Listed records START

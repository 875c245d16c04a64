//! Corpus aggregation and the privacy gate.
//!
//! The aggregator is crate-private: the only way to reach it from outside is
//! through the engine, which checks the same minimums before doing any work.

use statrs::statistics::Statistics;
use std::cmp::Ordering;
use std::collections::BTreeMap;
use tracing::debug;

use polis_common::config::{
    AggregationConfig, PrivacyConfig, MIN_UNIQUE_USERS_FLOOR, MIN_WINDOW_DAYS_FLOOR,
};
use polis_common::{Error, Result};

use super::DimensionDistribution;
use crate::dimensions::{bucket_index, HISTOGRAM_BOUNDARIES};
use crate::types::{Dimension, PoliticalAnalysisResult, TopicMatch};

/// Output of the aggregation step.
#[derive(Debug, Clone, PartialEq)]
pub(crate) struct CorpusAggregate {
    pub distributions: BTreeMap<Dimension, DimensionDistribution>,
    pub dominant_topics: Vec<TopicMatch>,
    pub confidence: f64,
    pub scored_documents: usize,
}

#[derive(Debug, Clone)]
pub(crate) struct CorpusAggregator {
    privacy: PrivacyConfig,
    config: AggregationConfig,
}

impl CorpusAggregator {
    pub(crate) fn new(privacy: PrivacyConfig, config: AggregationConfig) -> Self {
        Self { privacy, config }
    }

    /// Effective minimums; configuration can raise the floors but not lower them.
    pub(crate) fn minimums(&self) -> (usize, i64) {
        (
            self.privacy.min_unique_users.max(MIN_UNIQUE_USERS_FLOOR),
            self.privacy.min_window_days.max(MIN_WINDOW_DAYS_FLOOR),
        )
    }

    /// Fail with [`Error::InsufficientData`] when the sample is below the minimums.
    pub(crate) fn check_privacy(&self, unique_users: usize, window_days: i64) -> Result<()> {
        let (min_users, min_days) = self.minimums();
        if unique_users < min_users {
            return Err(Error::insufficient(
                format!("{unique_users} unique users is below the minimum of {min_users}"),
                unique_users,
                window_days,
            ));
        }
        if window_days < min_days {
            return Err(Error::insufficient(
                format!("{window_days}-day window is shorter than the minimum of {min_days} days"),
                unique_users,
                window_days,
            ));
        }
        Ok(())
    }

    pub(crate) fn aggregate(
        &self,
        results: &[PoliticalAnalysisResult],
        unique_users: usize,
        window_days: i64,
    ) -> Result<CorpusAggregate> {
        self.check_privacy(unique_users, window_days)?;
        if results.is_empty() {
            return Err(Error::Validation("cannot aggregate an empty corpus".to_string()));
        }

        let distributions = Dimension::ALL
            .iter()
            .map(|d| (*d, distribution(results, *d)))
            .collect();

        let mean_quality = results.iter().map(|r| r.analysis_quality).mean();
        let sample_factor =
            (results.len() as f64 / self.config.full_confidence_documents as f64).min(1.0);
        let confidence = (mean_quality * sample_factor).clamp(0.0, 1.0);

        let scored_documents = results.iter().filter(|r| r.has_signal()).count();
        debug!(
            documents = results.len(),
            scored = scored_documents,
            confidence,
            "Aggregated corpus"
        );

        Ok(CorpusAggregate {
            distributions,
            dominant_topics: self.topic_rollup(results),
            confidence,
            scored_documents,
        })
    }

    /// Mean confidence of every topic over all documents, top N.
    fn topic_rollup(&self, results: &[PoliticalAnalysisResult]) -> Vec<TopicMatch> {
        let mut totals: BTreeMap<&str, f64> = BTreeMap::new();
        for result in results {
            for topic in &result.dominant_topics {
                *totals.entry(topic.topic_id.as_str()).or_default() += topic.confidence;
            }
        }

        let n = results.len() as f64;
        let mut topics: Vec<TopicMatch> = totals
            .into_iter()
            .map(|(id, total)| TopicMatch {
                topic_id: id.to_string(),
                confidence: (total / n).clamp(0.0, 1.0),
            })
            .collect();
        topics.sort_by(|a, b| {
            b.confidence
                .partial_cmp(&a.confidence)
                .unwrap_or(Ordering::Equal)
                .then_with(|| a.topic_id.cmp(&b.topic_id))
        });
        topics.truncate(self.config.max_profile_topics);
        topics
    }
}

/// Distribution over documents with non-zero confidence on the axis.
fn distribution(
    results: &[PoliticalAnalysisResult],
    dimension: Dimension,
) -> DimensionDistribution {
    let scores: Vec<f64> = results
        .iter()
        .map(|r| r.score(dimension))
        .filter(|s| s.confidence > 0.0)
        .map(|s| s.score)
        .collect();
    if scores.is_empty() {
        return DimensionDistribution::empty();
    }

    let mut histogram = [0usize; 5];
    for score in &scores {
        histogram[bucket_index(*score, &HISTOGRAM_BOUNDARIES)] += 1;
    }

    DimensionDistribution {
        mean: scores.iter().mean(),
        std_dev: scores.iter().population_std_dev(),
        histogram,
        count: scores.len(),
    }
}

#[cfg(test)]
mod tests {
    use super::*;
    use crate::types::DimensionScore;

    fn result(economic: f64, confidence: f64) -> PoliticalAnalysisResult {
        let score = DimensionScore {
            dimension: Dimension::Economic,
            score: economic,
            confidence,
            evidence: Vec::new(),
            label: String::new(),
        };
        PoliticalAnalysisResult::from_scores(
            vec![score],
            vec![TopicMatch {
                topic_id: "economy".into(),
                confidence: 0.5,
            }],
        )
    }

    fn aggregator() -> CorpusAggregator {
        CorpusAggregator::new(PrivacyConfig::default(), AggregationConfig::default())
    }

    #[test]
    fn test_privacy_gate_boundaries() {
        let a = aggregator();
        let results = vec![result(0.5, 0.9)];
        let err = a.aggregate(&results, 24, 30).unwrap_err();
        assert!(err.is_privacy_violation());
        assert!(a.aggregate(&results, 25, 30).is_ok());
        assert!(a.aggregate(&results, 25, 6).unwrap_err().is_privacy_violation());
        assert!(a.aggregate(&results, 25, 7).is_ok());
    }

    #[test]
    fn test_config_cannot_lower_floors() {
        let a = CorpusAggregator::new(
            PrivacyConfig {
                min_unique_users: 3,
                min_window_days: 1,
            },
            AggregationConfig::default(),
        );
        assert_eq!(a.minimums(), (25, 7));
        assert!(a.check_privacy(10, 30).is_err());
    }

    #[test]
    fn test_distribution_statistics() {
        let results = vec![
            result(-1.0, 1.0),
            result(-0.2, 1.0),
            result(0.2, 1.0),
            result(1.0, 1.0),
            // no evidence on the axis, excluded from its distribution
            result(0.0, 0.0),
        ];
        let agg = aggregator().aggregate(&results, 30, 14).unwrap();
        let econ = &agg.distributions[&Dimension::Economic];
        assert_eq!(econ.count, 4);
        assert!(econ.mean.abs() < 1e-12);
        let expected_sd = ((1.0 + 0.04 + 0.04 + 1.0) / 4.0_f64).sqrt();
        assert!((econ.std_dev - expected_sd).abs() < 1e-12);
        assert_eq!(econ.histogram, [1, 0, 1, 1, 1]);
        assert_eq!(agg.distributions[&Dimension::Social], DimensionDistribution::empty());
        assert_eq!(agg.scored_documents, 4);
    }

    #[test]
    fn test_confidence_scales_with_sample() {
        // quality per document is 0.9 / 3 = 0.3
        let results: Vec<_> = (0..50).map(|_| result(0.5, 0.9)).collect();
        let agg = aggregator().aggregate(&results, 30, 14).unwrap();
        assert!((agg.confidence - 0.15).abs() < 1e-12);
    }

    #[test]
    fn test_topic_rollup() {
        let results = vec![result(0.5, 0.9), PoliticalAnalysisResult::neutral()];
        let agg = aggregator().aggregate(&results, 30, 14).unwrap();
        assert_eq!(agg.dominant_topics.len(), 1);
        assert!((agg.dominant_topics[0].confidence - 0.25).abs() < 1e-12);
    }

    #[test]
    fn test_empty_corpus_is_rejected() {
        assert!(aggregator().aggregate(&[], 30, 14).unwrap_err().is_validation());
    }
}
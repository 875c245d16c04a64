//! Community-level profile: the reduce phase of a corpus run.
//!
//! A [`CommunityProfile`] is an immutable snapshot for one subreddit and time
//! window. It only carries aggregates; no per-document or per-author data
//! survives into it.

pub(crate) mod aggregator;
pub mod clusters;
pub mod comparison;
pub mod diversity;

use chrono::{DateTime, Utc};
use serde::{Deserialize, Serialize};
use std::collections::BTreeMap;
use uuid::Uuid;

use polis_common::config::{MIN_UNIQUE_USERS_FLOOR, MIN_WINDOW_DAYS_FLOOR};
use polis_common::{Error, Result};

use crate::quality::DiscussionQualityResult;
use crate::types::{Dimension, TimeWindow, TopicMatch};

pub(crate) use aggregator::{CorpusAggregate, CorpusAggregator};
pub use clusters::{identify_political_clusters, silhouette_score, Cluster, ClusterIdentifier};
pub use comparison::{DimensionShift, ProfileComparison};
pub use diversity::{calculate_political_diversity, DiversityCalculator};

/// Distribution of document positions on one axis.
#[derive(Debug, Clone, PartialEq, Serialize, Deserialize)]
pub struct DimensionDistribution {
    pub mean: f64,
    /// Population standard deviation
    pub std_dev: f64,
    /// Counts per bucket, split at [-0.6, -0.2, 0.2, 0.6]
    pub histogram: [usize; 5],
    /// Documents with evidence on this axis
    pub count: usize,
}

impl DimensionDistribution {
    pub fn empty() -> Self {
        Self {
            mean: 0.0,
            std_dev: 0.0,
            histogram: [0; 5],
            count: 0,
        }
    }
}

/// What went into a profile.
#[derive(Debug, Clone, Copy, PartialEq, Eq, Serialize, Deserialize)]
pub struct SampleSize {
    pub posts: usize,
    pub comments: usize,
    pub unique_users: usize,
    /// Documents that carried evidence on at least one axis
    pub scored_documents: usize,
    /// Documents rejected at the document boundary and scored as neutral
    pub rejected_documents: usize,
    /// Documents whose timestamp falls outside the profile window
    #[serde(default)]
    pub outside_window: usize,
}

impl SampleSize {
    /// Posts plus comments.
    pub fn documents(&self) -> usize {
        self.posts + self.comments
    }
}

/// Aggregate political profile of one community over one time window.
///
/// Deserialized profiles go through the same privacy floors the engine
/// enforces, so a stored profile cannot describe a smaller community than a
/// live run could.
#[derive(Debug, Clone, PartialEq, Serialize, Deserialize)]
#[serde(try_from = "ProfileRepr")]
pub struct CommunityProfile {
    profile_id: Uuid,
    subreddit: String,
    window: TimeWindow,
    generated_at: DateTime<Utc>,
    sample_size: SampleSize,
    dimensions: BTreeMap<Dimension, DimensionDistribution>,
    diversity_index: f64,
    clusters: BTreeMap<usize, Cluster>,
    dominant_topics: Vec<TopicMatch>,
    discussion_quality: Option<DiscussionQualityResult>,
    confidence: f64,
}

/// Parts of a profile computed after aggregation.
pub(crate) struct ProfileParts {
    pub subreddit: String,
    pub window: TimeWindow,
    pub sample_size: SampleSize,
    pub aggregate: CorpusAggregate,
    pub diversity_index: f64,
    pub clusters: BTreeMap<usize, Cluster>,
    pub discussion_quality: Option<DiscussionQualityResult>,
}

impl CommunityProfile {
    /// Only the engine assembles profiles, after the privacy gate has passed.
    pub(crate) fn assemble(parts: ProfileParts) -> Self {
        Self {
            profile_id: Uuid::new_v4(),
            subreddit: parts.subreddit,
            window: parts.window,
            generated_at: Utc::now(),
            sample_size: parts.sample_size,
            dimensions: parts.aggregate.distributions,
            diversity_index: parts.diversity_index,
            clusters: parts.clusters,
            dominant_topics: parts.aggregate.dominant_topics,
            discussion_quality: parts.discussion_quality,
            confidence: parts.aggregate.confidence,
        }
    }

    pub fn profile_id(&self) -> Uuid {
        self.profile_id
    }

    pub fn subreddit(&self) -> &str {
        &self.subreddit
    }

    pub fn window(&self) -> &TimeWindow {
        &self.window
    }

    pub fn generated_at(&self) -> DateTime<Utc> {
        self.generated_at
    }

    pub fn sample_size(&self) -> &SampleSize {
        &self.sample_size
    }

    pub fn dimensions(&self) -> &BTreeMap<Dimension, DimensionDistribution> {
        &self.dimensions
    }

    /// Distribution on one axis; empty when the axis never saw evidence.
    pub fn dimension(&self, dimension: Dimension) -> DimensionDistribution {
        self.dimensions
            .get(&dimension)
            .cloned()
            .unwrap_or_else(DimensionDistribution::empty)
    }

    pub fn diversity_index(&self) -> f64 {
        self.diversity_index
    }

    pub fn clusters(&self) -> &BTreeMap<usize, Cluster> {
        &self.clusters
    }

    pub fn dominant_topics(&self) -> &[TopicMatch] {
        &self.dominant_topics
    }

    pub fn discussion_quality(&self) -> Option<&DiscussionQualityResult> {
        self.discussion_quality.as_ref()
    }

    pub fn confidence(&self) -> f64 {
        self.confidence
    }

    pub fn to_json(&self) -> Result<String> {
        Ok(serde_json::to_string_pretty(self)?)
    }

    /// Parse a stored profile, rejecting any that breaks the privacy floors
    /// or carries out-of-range measures.
    pub fn from_json(json: &str) -> Result<Self> {
        let repr: ProfileRepr = serde_json::from_str(json)?;
        Self::try_from(repr)
    }
}

// ============================================================================
// Deserialization
// ============================================================================

/// Wire shape of a [`CommunityProfile`], checked before it becomes one.
#[derive(Deserialize)]
struct ProfileRepr {
    profile_id: Uuid,
    subreddit: String,
    window: TimeWindow,
    generated_at: DateTime<Utc>,
    sample_size: SampleSize,
    dimensions: BTreeMap<Dimension, DimensionDistribution>,
    diversity_index: f64,
    clusters: BTreeMap<usize, Cluster>,
    dominant_topics: Vec<TopicMatch>,
    #[serde(default)]
    discussion_quality: Option<DiscussionQualityResult>,
    confidence: f64,
}

impl TryFrom<ProfileRepr> for CommunityProfile {
    type Error = Error;

    fn try_from(repr: ProfileRepr) -> Result<Self> {
        let window = TimeWindow::new(repr.window.start, repr.window.end)?;
        let users = repr.sample_size.unique_users;
        let days = window.days();
        if users < MIN_UNIQUE_USERS_FLOOR {
            return Err(Error::insufficient(
                format!("stored profile covers {users} unique users"),
                users,
                days,
            ));
        }
        if days < MIN_WINDOW_DAYS_FLOOR {
            return Err(Error::insufficient(
                format!("stored profile covers a {days}-day window"),
                users,
                days,
            ));
        }

        unit_range("diversity_index", repr.diversity_index)?;
        unit_range("confidence", repr.confidence)?;
        for (dimension, distribution) in &repr.dimensions {
            if !(-1.0..=1.0).contains(&distribution.mean) {
                return Err(out_of_range(&format!("{dimension} mean"), distribution.mean));
            }
            if !(0.0..=1.0).contains(&distribution.std_dev) {
                return Err(out_of_range(&format!("{dimension} std_dev"), distribution.std_dev));
            }
        }
        for (id, cluster) in &repr.clusters {
            unit_range(&format!("cluster {id} member_fraction"), cluster.member_fraction)?;
            if cluster.centroid.iter().any(|c| !(-1.0..=1.0).contains(c)) {
                return Err(Error::Validation(format!(
                    "cluster {id} centroid {:?} is outside [-1, 1]",
                    cluster.centroid
                )));
            }
        }
        for topic in &repr.dominant_topics {
            unit_range(&format!("topic {}", topic.topic_id), topic.confidence)?;
        }
        if let Some(quality) = &repr.discussion_quality {
            for (name, value) in [
                ("civility", quality.civility),
                ("constructiveness", quality.constructiveness),
                ("viewpoint_diversity", quality.viewpoint_diversity),
                ("engagement_quality", quality.engagement_quality),
                ("overall", quality.overall),
                ("quality confidence", quality.confidence),
                ("sentiment_coverage", quality.sentiment_coverage),
            ] {
                unit_range(name, value)?;
            }
        }

        Ok(Self {
            profile_id: repr.profile_id,
            subreddit: repr.subreddit,
            window,
            generated_at: repr.generated_at,
            sample_size: repr.sample_size,
            dimensions: repr.dimensions,
            diversity_index: repr.diversity_index,
            clusters: repr.clusters,
            dominant_topics: repr.dominant_topics,
            discussion_quality: repr.discussion_quality,
            confidence: repr.confidence,
        })
    }
}

fn out_of_range(field: &str, value: f64) -> Error {
    Error::Validation(format!("{field} {value} is out of range"))
}

fn unit_range(field: &str, value: f64) -> Result<()> {
    if (0.0..=1.0).contains(&value) {
        Ok(())
    } else {
        Err(out_of_range(field, value))
    }
}

#[cfg(test)]
mod tests {
    use super::*;
    use chrono::Duration;
    use serde_json::{json, Value};

    fn profile(unique_users: usize, days: i64) -> CommunityProfile {
        let end = Utc::now();
        let mut distribution = DimensionDistribution::empty();
        distribution.mean = 0.4;
        distribution.std_dev = 0.3;
        distribution.count = 30;
        CommunityProfile::assemble(ProfileParts {
            subreddit: "r/test".into(),
            window: TimeWindow::new(end - Duration::days(days), end).unwrap(),
            sample_size: SampleSize {
                posts: 30,
                comments: 0,
                unique_users,
                scored_documents: 30,
                rejected_documents: 0,
                outside_window: 0,
            },
            aggregate: CorpusAggregate {
                distributions: Dimension::ALL.iter().map(|d| (*d, distribution.clone())).collect(),
                dominant_topics: vec![TopicMatch {
                    topic_id: "economy".into(),
                    confidence: 0.5,
                }],
                confidence: 0.3,
                scored_documents: 30,
            },
            diversity_index: 0.42,
            clusters: BTreeMap::new(),
            discussion_quality: None,
        })
    }

    fn forged(edit: impl FnOnce(&mut Value)) -> Result<CommunityProfile> {
        let mut value = serde_json::to_value(profile(30, 14)).unwrap();
        edit(&mut value);
        CommunityProfile::from_json(&value.to_string())
    }

    #[test]
    fn test_stored_profile_round_trips() {
        let original = profile(30, 14);
        let restored = CommunityProfile::from_json(&original.to_json().unwrap()).unwrap();
        assert_eq!(restored, original);
        let via_serde: CommunityProfile =
            serde_json::from_str(&original.to_json().unwrap()).unwrap();
        assert_eq!(via_serde, original);
    }

    #[test]
    fn test_stored_profile_below_user_floor_is_rejected() {
        let err = forged(|v| v["sample_size"]["unique_users"] = json!(2)).unwrap_err();
        assert!(err.is_privacy_violation());
    }

    #[test]
    fn test_stored_profile_with_short_window_is_rejected() {
        let err = forged(|v| v["window"]["start"] = v["window"]["end"].clone()).unwrap_err();
        assert!(err.is_privacy_violation());
    }

    #[test]
    fn test_stored_profile_with_reversed_window_is_rejected() {
        let err = forged(|v| {
            let start = v["window"]["start"].clone();
            v["window"]["start"] = v["window"]["end"].clone();
            v["window"]["end"] = start;
        })
        .unwrap_err();
        assert!(err.is_validation());
    }

    #[test]
    fn test_stored_profile_with_out_of_range_measures_is_rejected() {
        assert!(forged(|v| v["diversity_index"] = json!(1.5)).unwrap_err().is_validation());
        assert!(forged(|v| v["confidence"] = json!(-0.1)).unwrap_err().is_validation());
        assert!(forged(|v| v["dimensions"]["Economic"]["mean"] = json!(3.0))
            .unwrap_err()
            .is_validation());
    }

    #[test]
    fn test_forged_profile_is_rejected_by_plain_serde() {
        let mut value = serde_json::to_value(profile(30, 14)).unwrap();
        value["sample_size"]["unique_users"] = json!(2);
        assert!(serde_json::from_value::<CommunityProfile>(value).is_err());
    }
}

Listed records END

Every line above in which the word "DiscussionQualityResult" is present must be copied into the answer.

use crate::quality::DiscussionQualityResult;
    discussion_quality: Option<DiscussionQualityResult>,
    pub discussion_quality: Option<DiscussionQualityResult>,
    pub fn discussion_quality(&self) -> Option<&DiscussionQualityResult> {
    discussion_quality: Option<DiscussionQualityResult>,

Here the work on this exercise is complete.